Monday, July 09, 2012
What follows is an excerpt from "Be Who You Are: An Interview with Jean Klein," by Stephan Bodian in Undivided: The Online Journal of Nonduality and Psychology
Jean, I find you and your teaching interesting for a number of reasons. For one thing, you are a Westerner who went to India long before such journeys were common and ended up attaining a high degree of realization. What prompted you to go to India?
I was hoping to find a society where people lived without conflict. Also, I think, I was hoping to find a center in myself that was free from conflict – the kind of forefeeling or foretaste of truth.
While in India, you found a teacher with whom you studied for a number of years. What is the value of a teacher for the spiritual life?
A teacher is one who lives free from the idea or image of being somebody. There is only function; there's no one who functions. It's a loving relationship; the teacher is like a friend.
Why is that important for someone on the spiritual path?
Because generally the relationship with other people involves asking or demanding - sex, money, psychological or biological security. Then suddenly you meet someone who doesn't ask or demand anything of you; there is only giving. A true teacher doesn't take himself for a teacher, and he doesn't take his pupil for a pupil. When neither one takes himself to be something, there is a coming together, a oneness. And in this oneness, transmission takes place. Otherwise the teacher will remain a teacher through the pupil, and the pupil will always remain a pupil. When the image of being something is absent, one is completely in the world but not of the world; completely in society, but at the same time free from society. We are truly a creative element when we can be in society in this way.
What did your teacher teach you?
The teacher brings clarity of mind. That's very important. There comes a moment when the mind has no reference and just stops, naturally, simply. There's a silence which you more and more live knowingly.
And the teacher shows you how to do that. Did you learn any meditation or yoga techniques from your teacher?
No. Because what you really are is never achieved through technique. You go away from what you are when you use technique.
What about the whole notion of the spiritual path - the idea that you enter a path, follow a certain prescribed way of practice, and eventually achieve some goal?
It belongs to psychology, to the realm of the mind. These are sweets for the mind.
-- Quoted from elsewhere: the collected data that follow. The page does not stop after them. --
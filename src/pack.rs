//! Packing and pre-packing of extension zipfiles.
//!
//! Writing extension source code into a zipfile is fast; vendored wheels are
//! what dominates build time. The wheels therefore go into a cached
//! "pre-pack" archive per cell, which a final pack copies and extends with
//! the manifest, the optional init settings, and the extension source.

use crate::spec::ExtensionSource;
use anyhow::{bail, Context};
use fs_err::File;
use std::collections::{BTreeMap, BTreeSet};
use std::io::{Read, Write};
use std::path::{Path, PathBuf};
use tracing::debug;
use walkdir::WalkDir;
use zip::write::FileOptions;
use zip::{CompressionMethod, ZipArchive, ZipWriter};

fn zip_entry_name(path: &Path) -> String {
    path.components()
        .map(|component| component.as_os_str().to_string_lossy())
        .collect::<Vec<_>>()
        .join("/")
}

fn deflated() -> FileOptions {
    FileOptions::default().compression_method(CompressionMethod::Deflated)
}

/// Entries already present in an existing pre-pack that are still wanted.
///
/// Deleting a single entry from a zip archive is avoided; when any existing
/// entry is no longer desired the whole pre-pack is deleted and rebuilt.
pub fn existing_prepacked_files(
    files_to_prepack: &BTreeMap<PathBuf, PathBuf>,
    path_zip_prepack: &Path,
) -> anyhow::Result<BTreeSet<PathBuf>> {
    if !path_zip_prepack.is_file() {
        return Ok(BTreeSet::new());
    }
    let archive = ZipArchive::new(File::open(path_zip_prepack)?)?;
    let existing: BTreeSet<PathBuf> = archive.file_names().map(PathBuf::from).collect();

    let desired: BTreeSet<&PathBuf> = files_to_prepack.values().collect();
    if existing.iter().any(|entry| !desired.contains(entry)) {
        debug!(
            "Pre-pack at {} contains stale entries, rebuilding",
            path_zip_prepack.display()
        );
        fs_err::remove_file(path_zip_prepack)?;
        return Ok(BTreeSet::new());
    }
    Ok(existing)
}

/// Write the missing files of `files_to_prepack` into the pre-pack archive.
///
/// Files are written in ascending on-disk size to keep memory peaks small.
/// Returns whether anything was written; an up-to-date pre-pack touches no
/// files.
pub fn prepack_extension(
    files_to_prepack: &BTreeMap<PathBuf, PathBuf>,
    path_zip_prepack: &Path,
    mut cb_pre_file_write: impl FnMut(&Path, &Path),
    mut cb_post_file_write: impl FnMut(&Path, &Path),
) -> anyhow::Result<bool> {
    let existing = existing_prepacked_files(files_to_prepack, path_zip_prepack)?;
    let mut remaining: Vec<(&PathBuf, &PathBuf)> = files_to_prepack
        .iter()
        .filter(|(_, zip_path)| !existing.contains(*zip_path))
        .collect();
    if remaining.is_empty() && path_zip_prepack.is_file() {
        debug!("Pre-pack at {} is up to date", path_zip_prepack.display());
        return Ok(false);
    }

    if let Some(parent) = path_zip_prepack.parent() {
        fs_err::create_dir_all(parent)?;
    }
    let mut writer = if path_zip_prepack.is_file() {
        ZipWriter::new_append(
            fs_err::OpenOptions::new()
                .read(true)
                .write(true)
                .open(path_zip_prepack)?
                .into_parts()
                .0,
        )?
    } else {
        ZipWriter::new(File::create(path_zip_prepack)?.into_parts().0)
    };

    let mut file_sizes = BTreeMap::new();
    for (path, _) in &remaining {
        file_sizes.insert(
            (*path).clone(),
            fs_err::metadata(path.as_path())
                .with_context(|| format!("Missing file to pre-pack: {}", path.display()))?
                .len(),
        );
    }
    remaining.sort_by_key(|(path, _)| file_sizes[*path]);

    for (path, zip_path) in remaining {
        cb_pre_file_write(path, zip_path);
        writer.start_file(zip_entry_name(zip_path), deflated())?;
        let mut file = File::open(path)?;
        std::io::copy(&mut file, &mut writer)?;
        cb_post_file_write(path, zip_path);
    }
    writer.finish()?;
    Ok(true)
}

/// Assemble the installable extension archive for one cell: the pre-pack's
/// wheels plus the manifest, the optional init settings, and the extension
/// source.
pub fn pack_extension(
    manifest_filename: &str,
    manifest_toml: &str,
    init_settings: Option<(&str, &str)>,
    source: &ExtensionSource,
    path_zip_prepack: &Path,
    path_zip: &Path,
    overwrite: bool,
) -> anyhow::Result<()> {
    if !path_zip_prepack.is_file() {
        bail!(
            "Cannot pack the extension, no pre-packed archive was found at {}",
            path_zip_prepack.display()
        );
    }
    if path_zip.is_file() {
        if !overwrite {
            bail!(
                "A file already exists where the extension zip is to be built: {}",
                path_zip.display()
            );
        }
        fs_err::remove_file(path_zip)?;
    }
    if let Some(parent) = path_zip.parent() {
        fs_err::create_dir_all(parent)?;
    }
    fs_err::copy(path_zip_prepack, path_zip)?;

    let mut writer = ZipWriter::new_append(
        fs_err::OpenOptions::new()
            .read(true)
            .write(true)
            .open(path_zip)?
            .into_parts()
            .0,
    )?;

    debug!("Writing {}", manifest_filename);
    writer.start_file(manifest_filename, deflated())?;
    writer.write_all(manifest_toml.as_bytes())?;

    if let Some((init_settings_filename, init_settings_toml)) = init_settings {
        debug!("Writing {}", init_settings_filename);
        writer.start_file(init_settings_filename, deflated())?;
        writer.write_all(init_settings_toml.as_bytes())?;
    }

    match source {
        ExtensionSource::Project { path_package } => {
            debug!("Writing the extension package from {}", path_package.display());
            for entry in WalkDir::new(path_package).sort_by_file_name() {
                let entry = entry.map_err(|err| {
                    anyhow::anyhow!(
                        "Failed to walk the extension package at {}: {}",
                        path_package.display(),
                        err,
                    )
                })?;
                if !entry.file_type().is_file() {
                    continue;
                }
                let relative = entry
                    .path()
                    .strip_prefix(path_package)
                    .context("Walked file escapes the extension package")?;
                writer.start_file(zip_entry_name(relative), deflated())?;
                let mut file = File::open(entry.path())?;
                std::io::copy(&mut file, &mut writer)?;
            }
        }
        ExtensionSource::Script { path_script } => {
            debug!("Writing {} as __init__.py", path_script.display());
            let mut source_code = String::new();
            File::open(path_script)?.read_to_string(&mut source_code)?;
            writer.start_file("__init__.py", deflated())?;
            writer.write_all(source_code.as_bytes())?;
        }
    }
    writer.finish()?;
    Ok(())
}

#[cfg(test)]
mod test {
    use super::*;
    use std::collections::BTreeMap;

    fn write_file(path: &Path, content: &[u8]) {
        fs_err::create_dir_all(path.parent().unwrap()).unwrap();
        fs_err::write(path, content).unwrap();
    }

    fn entry_names(path: &Path) -> Vec<String> {
        let archive = ZipArchive::new(File::open(path).unwrap()).unwrap();
        let mut names: Vec<String> = archive.file_names().map(String::from).collect();
        names.sort();
        names
    }

    fn wheel_map(dir: &Path, filenames: &[&str]) -> BTreeMap<PathBuf, PathBuf> {
        filenames
            .iter()
            .map(|filename| {
                (
                    dir.join(filename),
                    Path::new("wheels").join(filename),
                )
            })
            .collect()
    }

    #[test]
    fn prepack_reuse_and_rebuild() {
        let dir = tempfile::tempdir().unwrap();
        let wheels_dir = dir.path().join("wheels");
        write_file(&wheels_dir.join("a-1.0-py3-none-any.whl"), b"aaaa");
        write_file(&wheels_dir.join("b-1.0-py3-none-any.whl"), b"bb");
        let path_prepack = dir.path().join("prepack.zip");

        let both = wheel_map(
            &wheels_dir,
            &["a-1.0-py3-none-any.whl", "b-1.0-py3-none-any.whl"],
        );
        assert!(prepack_extension(&both, &path_prepack, |_, _| {}, |_, _| {}).unwrap());
        assert_eq!(
            entry_names(&path_prepack),
            vec![
                "wheels/a-1.0-py3-none-any.whl",
                "wheels/b-1.0-py3-none-any.whl",
            ],
        );

        // Already up to date: nothing is written.
        assert!(!prepack_extension(&both, &path_prepack, |_, _| {}, |_, _| {}).unwrap());

        // Dropping a wheel forces a full rebuild without the stale entry.
        let only_a = wheel_map(&wheels_dir, &["a-1.0-py3-none-any.whl"]);
        assert!(prepack_extension(&only_a, &path_prepack, |_, _| {}, |_, _| {}).unwrap());
        assert_eq!(
            entry_names(&path_prepack),
            vec!["wheels/a-1.0-py3-none-any.whl"],
        );
    }

    #[test]
    fn prepack_writes_smallest_files_first() {
        let dir = tempfile::tempdir().unwrap();
        let wheels_dir = dir.path().join("wheels");
        write_file(&wheels_dir.join("big-1.0-py3-none-any.whl"), &[0u8; 4096]);
        write_file(&wheels_dir.join("small-1.0-py3-none-any.whl"), b"s");
        let path_prepack = dir.path().join("prepack.zip");

        let mut order = Vec::new();
        let files = wheel_map(
            &wheels_dir,
            &["big-1.0-py3-none-any.whl", "small-1.0-py3-none-any.whl"],
        );
        prepack_extension(
            &files,
            &path_prepack,
            |path, _| order.push(path.file_name().unwrap().to_string_lossy().to_string()),
            |_, _| {},
        )
        .unwrap();
        assert_eq!(
            order,
            vec!["small-1.0-py3-none-any.whl", "big-1.0-py3-none-any.whl"],
        );
    }

    #[test]
    fn pack_script_extension() {
        let dir = tempfile::tempdir().unwrap();
        let path_script = dir.path().join("my_script.py");
        write_file(&path_script, b"import bpy\n");
        let path_prepack = dir.path().join("prepack.zip");
        prepack_extension(&BTreeMap::new(), &path_prepack, |_, _| {}, |_, _| {}).unwrap();

        let path_zip = dir.path().join("out.zip");
        pack_extension(
            "blender_manifest.toml",
            "schema_version = \"1.0.0\"\n",
            Some(("init_settings.toml", "use_log_file = false\n")),
            &ExtensionSource::Script {
                path_script: path_script.clone(),
            },
            &path_prepack,
            &path_zip,
            false,
        )
        .unwrap();
        assert_eq!(
            entry_names(&path_zip),
            vec!["__init__.py", "blender_manifest.toml", "init_settings.toml"],
        );

        // Existing target without overwrite is fatal; with overwrite it isn't.
        assert!(pack_extension(
            "blender_manifest.toml",
            "",
            None,
            &ExtensionSource::Script { path_script },
            &path_prepack,
            &path_zip,
            false,
        )
        .is_err());
    }

    #[test]
    fn pack_project_extension_preserves_relative_paths() {
        let dir = tempfile::tempdir().unwrap();
        let path_package = dir.path().join("my_ext");
        write_file(&path_package.join("__init__.py"), b"def register(): pass\n");
        write_file(&path_package.join("operators/move.py"), b"x = 1\n");
        let path_prepack = dir.path().join("prepack.zip");
        let wheels_dir = dir.path().join("wheels");
        write_file(&wheels_dir.join("a-1.0-py3-none-any.whl"), b"aaaa");
        prepack_extension(
            &wheel_map(&wheels_dir, &["a-1.0-py3-none-any.whl"]),
            &path_prepack,
            |_, _| {},
            |_, _| {},
        )
        .unwrap();

        let path_zip = dir.path().join("out.zip");
        pack_extension(
            "blender_manifest.toml",
            "schema_version = \"1.0.0\"\n",
            None,
            &ExtensionSource::Project { path_package },
            &path_prepack,
            &path_zip,
            false,
        )
        .unwrap();
        assert_eq!(
            entry_names(&path_zip),
            vec![
                "__init__.py",
                "blender_manifest.toml",
                "operators/move.py",
                "wheels/a-1.0-py3-none-any.whl",
            ],
        );
    }
}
What about the argument that if you don't practice, you can't attain anything?
You must first see that in all practice you project the goal, a result. And in projecting a result you remain constantly in the representation of what you project. What you are fundamentally is a natural giving up. The mind becomes clear, there is a giving up, a stillness, fulfilled with a current of love. As long as there is a meditator, there's no meditation. When the meditator disappears, there is meditation.
So by practicing some meditation technique, you're somehow interfering with that giving up.
Absolutely.
How?
You interfere because you think there is something to attain. But in reality what you are fundamentally is nothing to obtain, nothing to achieve. You can only achieve something that remains in the mind, knowledge. You must see the difference. Being yourself has nothing to do with accumulating knowledge. In certain traditions - Zen, for one - you have to meditate in order to exhaust the mind; through meditating the mind eventually wears itself out and comes to rest. Then a kind of opening takes place.
But you're suggesting that the process of meditating somehow gets in the way of this opening.
Yes. This practicing is still produced by will. For me, the point of meditation is only to look for the meditator. When we find out that the meditator, the one who looks for God, for beauty, for peace, is only a product of the brain and that there is nothing to find, there is a giving up. What remains is a current of silence. You can never come to this silence through practice, through achievement. Enlightenment - being understanding - is instantaneous.
You've often called what you teach the direct way, and you contrast it with what you call progressive teachings, including the classical yoga tradition and most forms of Buddhism. What is the danger of progressive teachings, why do you think the direct way is closer to the truth?
In the progressive way, you use various techniques and gradually attain higher and higher states but you remain constantly in the mind, the subject - object relationship. Even when you give up the last object, we still remain in the duality of subject and object. You're still in a kind of blank state, and this blank state itself becomes an extremely subtle object. In this state, it is very difficult to give up the subject - object relationship. Once you've attained it, you're locked into it, fixed to it. There's a kind of quietness, but there's no flavor, no taste. To bring it to the point where the object vanishes and you abide in the beingness, a tremendous teacher or exceptional circumstances are necessary. In the direct approach, you face the ultimate directly, and the conditioning gradually loses its impact. That takes time.
The path you are describing is often called the "high path with no railing" which is the most difficult path of all. The average person would not know where to begin to do what you're talking about. Most could probably be attentive to their inattention, but after that, what? There's nothing to grasp onto.
No, there's nothing to grasp, nothing to find. But it is only apparently a difficult path; actually, I would say it is the easiest path.
NOTE: Although Jean is here not talking about Kundalini, it seems to me that much of what she says would apply to the 'direct path" (inner rather than outer directed) rather than a prescribed practice. Certainly, one can incorporate "practices" from various traditions into one's own "sadhana (practice, but one follows a free form approach, "the pathless path to the gateless gate."